I tried hard to be better at math. But I never truly opened my mind to it or had a teacher who took the interest to help me. It was just something to get through. I had, and still have, a lot of anxiety around timed tests. And, I did much better in geometry than any other math because it was more visual. Going by Boaler’s assertions, I would likely have done better in a more creative-oriented math-teaching style.
The STEM Gender Divide
It seems that the STEM (Science, Technology, Engineering, Math) divide between boys and girls is not necessarily only about gender. Some of it is how we treat math and science as subjects to be revered, and people who have raw talent as brilliant. It can intimidate kids who think they aren’t “math people” and make them feel they can never master the subject.
A blog post from the website Grammarly poses, “When people isolate math from language arts or believe that literacy has no relation to STEM skills, they characterize the latter elite, unknowable and specialized. In fact, people have much more control over their mathematical ability than society would lead them to believe.”
In a study of representation in STEM fields and other parts of academia, it was found that women tend to be underrepresented “in fields whose practitioners believe that raw, innate talent is the main requirement for success because women are stereotyped as not possessing this talent.”
I loved science until it became more math/problem oriented.
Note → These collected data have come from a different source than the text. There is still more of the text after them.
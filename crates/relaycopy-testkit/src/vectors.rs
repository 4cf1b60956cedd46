//! Determinism vectors for the Merkle tree hasher.
//!
//! Each vector names a content length and a seed. The root is computed four
//! ways (in one shot, in odd-sized writes, with the reference leaf store and
//! resumed from the middle) and every way must agree. Results serialise to
//! JSON so they can be compared across builds.

use std::io::Write;

use relaycopy_core::{hash_bytes, CoreError, ContentHash, MthFat, MthSeq, MTH_BLOCK_SIZE};
use serde::{Deserialize, Serialize};

use crate::generators::random_payload;

const B: usize = MTH_BLOCK_SIZE;

/// A determinism vector.
#[derive(Debug, Clone, Copy)]
pub struct DeterminismVector {
    /// Human-readable name for the vector.
    pub name: &'static str,
    /// Content length in bytes.
    pub len: usize,
    /// Seed of the pseudo-random content.
    pub seed: u64,
    /// Write size used for the chunked computation.
    pub chunk: usize,
}

/// Get all determinism vectors.
pub fn all_vectors() -> Vec<DeterminismVector> {
    vec![
        DeterminismVector { name: "empty", len: 0, seed: 0, chunk: 1 },
        DeterminismVector { name: "one byte", len: 1, seed: 1, chunk: 1 },
        DeterminismVector { name: "block minus one", len: B - 1, seed: 2, chunk: 4093 },
        DeterminismVector { name: "exact block", len: B, seed: 3, chunk: 65536 },
        DeterminismVector { name: "block plus one", len: B + 1, seed: 4, chunk: 7919 },
        DeterminismVector { name: "three blocks", len: 3 * B, seed: 5, chunk: B / 3 },
        DeterminismVector { name: "five blocks and a half", len: 5 * B + B / 2, seed: 6, chunk: 100_003 },
    ]
}

/// Roots of one vector.
#[derive(Debug, Clone, PartialEq, Eq, Serialize, Deserialize)]
pub struct VectorResult {
    pub name: String,
    pub len: usize,
    /// Root from a single write, hex.
    pub root: String,
    /// Root in the spool's base32 naming.
    pub name_base32: String,
    pub chunked: String,
    pub fat: String,
    pub resumed: String,
}

impl VectorResult {
    /// Whether every computation produced the same root.
    pub fn consistent(&self) -> bool {
        self.chunked == self.root && self.fat == self.root && self.resumed == self.root
    }
}

/// Compute a vector's roots.
pub fn compute(vector: &DeterminismVector) -> Result<VectorResult, CoreError> {
    let data = random_payload(vector.seed, vector.len);
    let root = hash_bytes(&data);

    let mut chunked = MthSeq::new();
    for piece in data.chunks(vector.chunk.max(1)) {
        chunked.write_all(piece)?;
    }

    let mut fat = MthFat::new();
    fat.write_all(&data)?;

    let half = vector.len / 2;
    let mut resumed = MthSeq::new_at(half as u64);
    resumed.write_all(&data[half..])?;
    if resumed.needs_prefix() {
        resumed.preadd_from(&data[..half])?;
    }

    Ok(VectorResult {
        name: vector.name.to_string(),
        len: vector.len,
        root: hex::encode(root.0),
        name_base32: root.to_base32(),
        chunked: hex_root(chunked.sum()?),
        fat: hex_root(fat.sum()?),
        resumed: hex_root(resumed.sum()?),
    })
}

fn hex_root(root: ContentHash) -> String {
    hex::encode(root.0)
}

/// Compute every vector.
pub fn verify_all_vectors() -> Result<Vec<VectorResult>, CoreError> {
    all_vectors().iter().map(compute).collect()
}

/// Render results as pretty JSON.
pub fn to_json(results: &[VectorResult]) -> serde_json::Result<String> {
    serde_json::to_string_pretty(results)
}

#[cfg(test)]
mod tests {
    use super::*;

    #[test]
    fn test_vectors_are_consistent() {
        for result in verify_all_vectors().unwrap() {
            assert!(result.consistent(), "vector '{}' disagrees: {:?}", result.name, result);
        }
    }

    #[test]
    fn test_vectors_are_deterministic() {
        let first = verify_all_vectors().unwrap();
        let second = verify_all_vectors().unwrap();
        assert_eq!(first, second);
    }

    #[test]
    fn test_roots_differ_between_vectors() {
        let results = verify_all_vectors().unwrap();
        for (i, a) in results.iter().enumerate() {
            for b in &results[i + 1..] {
                assert_ne!(a.root, b.root, "'{}' and '{}' collide", a.name, b.name);
            }
        }
    }

    #[test]
    fn test_json_round_trip() {
        let results = verify_all_vectors().unwrap();
        let json = to_json(&results).unwrap();
        let parsed: Vec<VectorResult> = serde_json::from_str(&json).unwrap();
        assert_eq!(parsed, results);
        assert!(json.contains("\"name_base32\""));
    }
}
#[cfg(test)]
mod tests {
    use super::*;
    use relaycopy_core::hash_bytes;
    use relaycopy_packet::{EncryptedPacket, ENVELOPE_LEN};
    use relaycopy_core::Ed25519Signature;
    use tempfile::TempDir;

    fn envelope_bytes(nice: u8, body: &[u8]) -> Vec<u8> {
        let env = EncryptedPacket {
            nice,
            sender: NodeId([1; 32]),
            recipient: NodeId([2; 32]),
            exch_pub: [3; 32],
            sig: Ed25519Signature::ZERO,
        };
        let mut out = env.to_bytes().to_vec();
        out.extend_from_slice(body);
        out
    }

    async fn spool() -> (TempDir, Spool) {
        let dir = TempDir::new().unwrap();
        let spool = Spool::open(dir.path()).await.unwrap();
        (dir, spool)
    }

    #[tokio::test]
    async fn test_store_tx_names_by_root() {
        let (_dir, spool) = spool().await;
        let peer = NodeId([7; 32]);
        let data = envelope_bytes(10, b"payload");

        let hash = spool.store_tx_bytes(&peer, data.clone()).await.unwrap();
        assert_eq!(hash, hash_bytes(&data));
        assert_eq!(std::fs::read(spool.tx_path(&peer, &hash)).unwrap(), data);

        let catalog = spool.catalog(&peer, Direction::Tx).await.unwrap();
        assert_eq!(
            catalog,
            vec![CatalogEntry {
                hash,
                size: (ENVELOPE_LEN + 7) as u64,
                nice: 10
            }]
        );
    }

    #[tokio::test]
    async fn test_catalog_orders_by_nice_and_skips_junk() {
        let (_dir, spool) = spool().await;
        let peer = NodeId([7; 32]);
        spool.store_tx_bytes(&peer, envelope_bytes(200, b"a")).await.unwrap();
        spool.store_tx_bytes(&peer, envelope_bytes(5, b"b")).await.unwrap();
        std::fs::write(spool.tx_dir(&peer).join("not-a-hash"), b"x").unwrap();

        let nices: Vec<u8> = spool
            .catalog(&peer, Direction::Tx)
            .await
            .unwrap()
            .iter()
            .map(|e| e.nice)
            .collect();
        assert_eq!(nices, vec![5, 200]);
    }

    #[tokio::test]
    async fn test_missing_peer_is_empty() {
        let (_dir, spool) = spool().await;
        let peer = NodeId([9; 32]);
        assert!(spool.catalog(&peer, Direction::Rx).await.unwrap().is_empty());
        assert!(spool.pending_checks(&peer).await.unwrap().is_empty());
        assert_eq!(spool.part_size(&peer, &ContentHash::ZERO).await.unwrap(), 0);
    }

    #[tokio::test]
    async fn test_part_nock_commit_lifecycle() {
        use tokio::io::AsyncWriteExt;

        let (_dir, spool) = spool().await;
        let peer = NodeId([7; 32]);
        let hash = ContentHash([5; 32]);

        let mut part = spool.open_part(&peer, &hash).await.unwrap();
        part.write_all(b"hello").await.unwrap();
        part.sync_all().await.unwrap();
        drop(part);
        assert_eq!(spool.part_size(&peer, &hash).await.unwrap(), 5);

        let nock = spool.mark_nock(&peer, &hash).await.unwrap();
        assert!(spool.has_nock(&peer, &hash).await);
        assert_eq!(spool.pending_checks(&peer).await.unwrap(), vec![hash]);

        spool.commit(&peer, &hash, &nock).await.unwrap();
        assert!(spool.has_complete(&peer, &hash).await);
        assert!(!spool.has_nock(&peer, &hash).await);
        assert_eq!(spool.part_size(&peer, &hash).await.unwrap(), 0);
    }

    #[tokio::test]
    async fn test_seen_marker() {
        let (_dir, spool) = spool().await;
        let peer = NodeId([7; 32]);
        let hash = ContentHash([6; 32]);
        assert!(!spool.is_seen(&peer, &hash).await);
        spool.mark_seen(&peer, &hash).await.unwrap();
        assert!(spool.is_seen(&peer, &hash).await);
    }

    #[tokio::test]
    async fn test_lock_is_exclusive() {
        let (_dir, spool) = spool().await;
        let peer = NodeId([7; 32]);
        let held = spool.lock(&peer, LockKind::Rx).unwrap();
        assert!(matches!(
            spool.lock(&peer, LockKind::Rx),
            Err(SpoolError::Locked(_))
        ));
        let _tx = spool.lock(&peer, LockKind::Tx).unwrap();
        drop(held);
        assert!(spool.lock(&peer, LockKind::Rx).is_ok());
    }

    #[tokio::test]
    async fn test_capacity_override() {
        let (_dir, spool) = spool().await;
        assert!(spool.free_space().unwrap() > 0);
        let small = spool.with_capacity(42);
        assert_eq!(small.free_space().unwrap(), 42);
    }

    #[tokio::test]
    async fn test_failed_store_leaves_nothing() {
        let (_dir, spool) = spool().await;
        let peer = NodeId([7; 32]);
        let result = spool
            .store_tx(&peer, |w| -> Result<()> {
                w.write_all(b"partial")?;
                Err(SpoolError::InvalidData("boom".to_string()))
            })
            .await;
        assert!(result.is_err());
        let leftover = std::fs::read_dir(spool.tx_dir(&peer)).unwrap().count();
        assert_eq!(leftover, 0);
    }
}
I never really lost my love for natural sciences, but chemistry and physics, forget it. There was a sense that the boys and high achievers in my classes were generally given more attention.
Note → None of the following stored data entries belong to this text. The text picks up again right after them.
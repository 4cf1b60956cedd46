//! Test fixtures and helpers.
//!
//! Common setup code for integration tests: deterministic identities, two
//! nodes that know each other on temporary spools, and an in-memory
//! connection between them.

use std::io::Cursor;
use std::time::Duration;

use relaycopy::{Node, NodeConfig, SessionConfig, SessionReport};
use relaycopy_core::{ContentHash, NodeId, NodeOur};
use relaycopy_packet::{Packet, PacketType};
use relaycopy_sync::Deadlined;
use tempfile::TempDir;
use tokio::io::DuplexStream;

/// In-memory pipe capacity used by [`connect`].
pub const DUPLEX_BUFFER: usize = 1 << 20;

/// Deterministic identity derived from one byte.
pub fn identity(seed: u8) -> NodeOur {
    NodeOur::from_seeds(&[seed; 32], [seed ^ 0x55; 32], [seed ^ 0xAA; 32])
}

/// Create multiple identities for multi-party tests.
pub fn multi_party_identities(count: usize) -> Vec<NodeOur> {
    (0..count).map(|i| identity(i as u8)).collect()
}

/// Session settings short enough for tests: a session ends a little over
/// half a second after the last substantive frame.
pub fn fast_session() -> SessionConfig {
    SessionConfig::default()
        .with_online_deadline(Duration::from_millis(600))
        .with_ping_interval(Duration::from_millis(200))
        .with_tick(Duration::from_millis(50))
        .with_timeouts(Duration::from_millis(50), Duration::from_secs(2))
}

/// Node configuration using [`fast_session`].
pub fn fast_config() -> NodeConfig {
    NodeConfig::default().with_session(fast_session())
}

/// A connected pair of in-memory streams.
pub fn connect() -> (Deadlined<DuplexStream>, Deadlined<DuplexStream>) {
    let (a, b) = tokio::io::duplex(DUPLEX_BUFFER);
    (Deadlined::new(a), Deadlined::new(b))
}

/// Header of a plain file packet.
pub fn file_packet(nice: u8, path: &str) -> Packet {
    Packet {
        kind: PacketType::File,
        nice,
        path: path.as_bytes().to_vec(),
    }
}

/// Route test logs through the test harness. Safe to call repeatedly.
pub fn init_tracing() {
    let _ = tracing_subscriber::fmt()
        .with_max_level(tracing::Level::DEBUG)
        .with_test_writer()
        .try_init();
}

/// Two nodes that know each other, each on its own spool.
pub struct NodePair {
    pub a: Node,
    pub b: Node,
    dir: TempDir,
}

impl NodePair {
    /// Pair with [`fast_config`] on both sides.
    pub async fn new() -> relaycopy::Result<Self> {
        Self::with_configs(fast_config(), fast_config()).await
    }

    pub async fn with_configs(a: NodeConfig, b: NodeConfig) -> relaycopy::Result<Self> {
        let dir = TempDir::new()?;
        let (our_a, our_b) = (identity(1), identity(2));
        let (pub_a, pub_b) = (our_a.their().clone(), our_b.their().clone());
        let a = Node::open(our_a, [pub_b], dir.path().join("a"), a).await?;
        let b = Node::open(our_b, [pub_a], dir.path().join("b"), b).await?;
        Ok(Self { a, b, dir })
    }

    pub fn a_id(&self) -> NodeId {
        self.a.id()
    }

    pub fn b_id(&self) -> NodeId {
        self.b.id()
    }

    pub fn dir(&self) -> &std::path::Path {
        self.dir.path()
    }

    /// Queue a file packet from A to B.
    pub async fn queue_a_to_b(&self, nice: u8, path: &str, payload: Vec<u8>) -> relaycopy::Result<ContentHash> {
        self.a
            .queue_packet(&self.b_id(), file_packet(nice, path), Cursor::new(payload))
            .await
    }

    /// Queue a file packet from B to A.
    pub async fn queue_b_to_a(&self, nice: u8, path: &str, payload: Vec<u8>) -> relaycopy::Result<ContentHash> {
        self.b
            .queue_packet(&self.a_id(), file_packet(nice, path), Cursor::new(payload))
            .await
    }

    /// A calls B; both sides run until the session ends.
    pub async fn session(&self) -> (relaycopy::Result<SessionReport>, relaycopy::Result<SessionReport>) {
        let (conn_a, conn_b) = connect();
        let b_id = self.b_id();
        tokio::join!(self.a.call(conn_a, &b_id), self.b.serve(conn_b))
    }

    /// Stop both checker pools.
    pub async fn shutdown(&self) {
        self.a.shutdown().await;
        self.b.shutdown().await;
    }
}

#[cfg(test)]
mod tests {
    use super::*;

    #[test]
    fn test_identities_are_deterministic() {
        assert_eq!(identity(7).id(), identity(7).id());
        assert_ne!(identity(7).id(), identity(8).id());
    }

    #[test]
    fn test_multi_party() {
        let parties = multi_party_identities(3);

        // Each party has unique keys
        let ids: Vec<_> = parties.iter().map(|p| p.id()).collect();
        assert_ne!(ids[0], ids[1]);
        assert_ne!(ids[1], ids[2]);
        assert_ne!(ids[0], ids[2]);
    }

    #[tokio::test]
    async fn test_pair_knows_each_other() {
        let pair = NodePair::new().await.unwrap();
        assert!(pair.a.peer(&pair.b_id()).is_some());
        assert!(pair.b.peer(&pair.a_id()).is_some());
        assert!(pair.dir().join("a").is_dir());

        let hash = pair.queue_a_to_b(10, "x", b"payload".to_vec()).await.unwrap();
        let outbound = pair.a.outbound(&pair.b_id()).await.unwrap();
        assert_eq!(outbound.len(), 1);
        assert_eq!(outbound[0].hash, hash);
        pair.shutdown().await;
    }
}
Not surprisingly, a lot of those science teachers were also men. The message that was telegraphed to me as a struggling female student — whether on purpose or not — was, “Boys, and honor roll kids like science and are good at it. Not you.”
Family Influence on Math Anxiety
In a 2017 study on math anxiety as a global phenomenon, psychologists reviewed research pointing to parents’ influence on math anxiety. They found that parents who show high math anxiety themselves can cause less growth in math over the course of the year in their kids. This is especially true when they are helping with math homework. The authors also cited research that found high math anxiety can affect the brain by impairing working memory, necessary for “short-term storage and manipulation of information.”
While parental math anxiety can extend to a kid’s negative perception of math and their abilities, it even goes beyond that.
“Parents embrace as part of their responsibility to get kids ready to read in school, to introduce them to the alphabet and letter sounds. They’re much more likely to think it’s the school’s responsibility to teach math, ” Dr. Susan Levine, chairwoman of the department of psychology at Chicago University told The New York Times.
As it turns out, it takes a village to create a math-confident kid, and that village better not be anxious. Personally, as a math-anxious mom, I will shield my daughter from my own issues with the subject. Maybe that means studying up and asking her teachers for some behind-the-scenes math help.
It definitely means I need to stop saying, “I’m just not a math person.”
Maybe now I’m on the road to realizing that really isn’t who I am after all. Hopefully, you are too.